Edited on Sat Feb-13-10 12:38 AM by TomCADem
Jimmy Carter is often derided by Republicans as a pollyanish dove whose foreign policy failures were attributed to his pacifism, and whose Nobel Peace prize is ridiculed by neocons. George W. Bush is attacked by Democrats as a shoot first neocon who initiated two wars without any clear exit strategy resulting in the deaths of thousands of American troops.

Yet, today, I saw two magazines stories that compared President Obama with both. One magazine had a story unfavorably comparing President Obama with President Carter. Another, story insisted that President Obama's foreign policy was identical to Bush.

Is this another example of the corporate media trying to work the left (comparisons to Bush) and right (comparisons to Carter) against a Democratic President? Or, is the foreign policy of Jimmy Carter and George Bush identical?

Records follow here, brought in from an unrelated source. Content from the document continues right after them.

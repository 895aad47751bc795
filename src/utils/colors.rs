/// ANSI color helper utilities for terminal output.
pub const RESET: &str = "\x1b[0m";

pub const GREY: &str = "\x1b[90m";

pub const RED: &str = "\x1b[31m";
pub const GREEN: &str = "\x1b[32m";

pub const YELLOW: &str = "\x1b[33m";
pub const CYAN: &str = "\x1b[36m";

/// True when a waypoint label is the "lat/lon" fallback rather than a name.
pub fn is_coordinate_label(label: &str) -> bool {
    match label.split_once('/') {
        Some((lat, lon)) => {
            lat.trim().parse::<f64>().is_ok() && lon.trim().parse::<f64>().is_ok()
        }
        None => false,
    }
}

/// Waypoint color:
/// named → cyan
/// coordinate fallback → grey
pub fn colorize_waypoint(label: &str) -> String {
    if is_coordinate_label(label) {
        format!("{GREY}{label}{RESET}")
    } else {
        format!("{CYAN}{label}{RESET}")
    }
}

/// Count color:
/// 0 → grey
/// >0 → `color`
pub fn colorize_count(value: usize, color: &str) -> String {
    if value == 0 {
        format!("{GREY}{value}{RESET}")
    } else {
        format!("{color}{value}{RESET}")
    }
}
/// Feet → meters.
pub const METERS_PER_FOOT: f64 = 0.3048;

/// A row that passed the row filter.
///
/// Latitude, longitude and Hobbs time keep the exact text of the log so the
/// output (and the waypoint fallback label) reproduces them unchanged.
#[derive(Debug, Clone, PartialEq)]
pub struct ValidatedRow {
    pub latitude: String,
    pub longitude: String,
    pub altitude_m: f64,
    pub hobbs: String,
    pub date_time: String,
}

pub fn feet_to_meters(feet: f64) -> f64 {
    feet * METERS_PER_FOOT
}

Do a google search, and you can easily fight articles comparing President Obama with two unpopular Presidents whose foreign policy views would appear to occupy opposite ends of the ideological spectrum.

For example, here is a story that President Obama being the second coming of George Bush on foreign policy:

http://www.time.com/time/world/article/0,8599,1950827,00.html


Why Obama Defaulted to Bush Foreign Policy Positions

After a year with President Barack Obama at the helm of U.S. foreign policy, an observer could be forgiven for concluding that the presidency is more like taking over the controls of a train than getting behind the wheel of a car. That's because you can't steer a train; you can only determine its speed. So far, the menu of foreign policy challenges, and the Administration's response to each, is remarkably similar at the close of 2009 to what it was at the close of 2008.

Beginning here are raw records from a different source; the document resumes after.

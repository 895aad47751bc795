#![allow(dead_code)]
use assert_cmd::{Command, cargo_bin_cmd};
use std::env;
use std::fs;
use std::path::PathBuf;
use triplog::models::RawRow;

pub const LOG_HEADER: &str = "Session Time,GPS Fix Quality,Number of Satellites,Latitude (deg),Longitude (deg),GPS Altitude (feet),Hobbs Time,GPS Date & Time";

pub const WAYPOINTS_CSV: &str = "\
Latitude,Longitude,Short Name
37.0,-122.0,A
38.0,-121.0,B
";

/// Two sessions: the clock restarts at row 2, whose fix quality is 0.
pub const TWO_SESSION_LOG: &str = "\
Session Time,GPS Fix Quality,Number of Satellites,Latitude (deg),Longitude (deg),GPS Altitude (feet),Hobbs Time,GPS Date & Time
10,1,6,37.0005,-122.0,1000,100.1,2024-05-01 10:00:00
20,1,6,37.2,-122.3,3000,100.2,2024-05-01 10:10:00
5,0,6,38.0,-121.0,1000,100.3,2024-05-01 11:00:00
15,1,7,38.0002,-121.0,900,100.4,2024-05-01 11:20:00
";

pub fn tlg() -> Command {
    cargo_bin_cmd!("triplog")
}

/// Write `content` to a unique file inside the system temp dir
pub fn temp_file(name: &str, ext: &str, content: &str) -> String {
    let mut path: PathBuf = env::temp_dir();
    path.push(format!("{}_triplog.{}", name, ext));
    let p = path.to_string_lossy().to_string();
    fs::write(&p, content).expect("write temp file");
    p
}

/// Temp path that does not exist yet
pub fn temp_out(name: &str, ext: &str) -> String {
    let mut path: PathBuf = env::temp_dir();
    path.push(format!("{}_out.{}", name, ext));
    let p = path.to_string_lossy().to_string();
    fs::remove_file(&p).ok();
    p
}

/// A fully valid row; tests override single fields.
pub fn good_row(date_time: &str) -> RawRow {
    RawRow {
        fix_quality: Some("1".into()),
        satellites: Some("6".into()),
        session_time: None,
        date_time: Some(date_time.into()),
        latitude: Some("37.0".into()),
        longitude: Some("-122.0".into()),
        altitude_ft: Some("1000".into()),
        hobbs: Some("100.0".into()),
    }
}

/// Build a data log body: one CSV line per entry, header prepended.
pub fn log_csv(lines: &[&str]) -> String {
    let mut out = String::from(LOG_HEADER);
    out.push('\n');
    for l in lines {
        out.push_str(l);
        out.push('\n');
    }
    out
}
// src/export/fs_utils.rs

use crate::errors::{AppError, AppResult};
use crate::ui::messages::{info, warning};
use std::io::{self, Write};
use std::path::Path;

/// Verifica se un file può essere creato o sovrascritto.
///
/// - Se il file NON esiste → Ok
/// - Se esiste ed è abilitato `force` → Ok
/// - Se esiste e `force == false` → chiede conferma all'utente.
pub fn ensure_writable(path: &Path, force: bool) -> AppResult<()> {
    if !path.exists() || force {
        return Ok(());
    }

    warning(format!("The file '{}' already exists.", path.display()));

    eprint!("Overwrite? [y/N]: ");
    io::stderr().flush().ok();

    let mut answer = String::new();
    io::stdin().read_line(&mut answer)?;
    let ans = answer.trim().to_ascii_lowercase();

    if ans == "y" || ans == "yes" {
        info("Existing file will be overwritten.");
        Ok(())
    } else {
        Err(AppError::Export(
            "export cancelled: existing file not overwritten".into(),
        ))
    }
}
use crate::cli::parser::Cli;
use crate::config::Config;
use crate::errors::AppResult;
use crate::ui::messages::{info, success};
use std::path::PathBuf;

/// Handle the `init` command
///
/// Writes the default configuration file (or the one given with `--config`).
/// An existing file is left alone. In test mode nothing is written.
pub fn handle(cli: &Cli) -> AppResult<()> {
    let path = cli
        .config
        .as_ref()
        .map(PathBuf::from)
        .unwrap_or_else(Config::config_file);

    if path.exists() {
        info(format!("Config file already present: {}", path.display()));
        return Ok(());
    }

    if cli.test {
        info(format!("Test mode: {} not written", path.display()));
        return Ok(());
    }

    Config::default().save_to(&path)?;
    success(format!("Config file: {}", path.display()));
    Ok(())
}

Obama's promises of outreach to adversaries and consultation and coordination with allies certainly cleared away some of the negative atmospherics left by the Bush Administration. However, his substantial policy positions have proven to be remarkably similar to those of the second-term, chastened-by-reality George W. Bush. Indeed, anti-war Democrats groaned when the President, in his Nobel Peace Prize acceptance speech, referred to "evil in the world" and hailed America's willingness to use force abroad over the past six decades as an essential component of global security. The neoconservatives cheered.

The reality is far more complex than that snapshot, of course, but a survey of Obama's handling of the main strategic challenges appears to affirm the old Cold War dictum that domestic political partisanship ends at the water's edge.



And here is a story about President Obama being the second coming of Jimmy Carter:

http://www.foreignpolicy.com/articles/2010/01/04/the_carter_syndrome


The Carter Syndrome

Neither a cold-blooded realist nor a bleeding-heart idealist, Barack Obama has a split personality when it comes to foreign policy. So do most U.S. presidents, of course, and the ideas that inspire this one have a long history at the core of the American political tradition. In the past, such ideas have served the country well. But the conflicting impulses influencing how this young leader thinks about the world threaten to tear his presidency apart -- and, in the worst scenario, turn him into a new Jimmy Carter.



My take is that President Obama is probably very different from both, but don't tell that to the spin doctors of the corporate media.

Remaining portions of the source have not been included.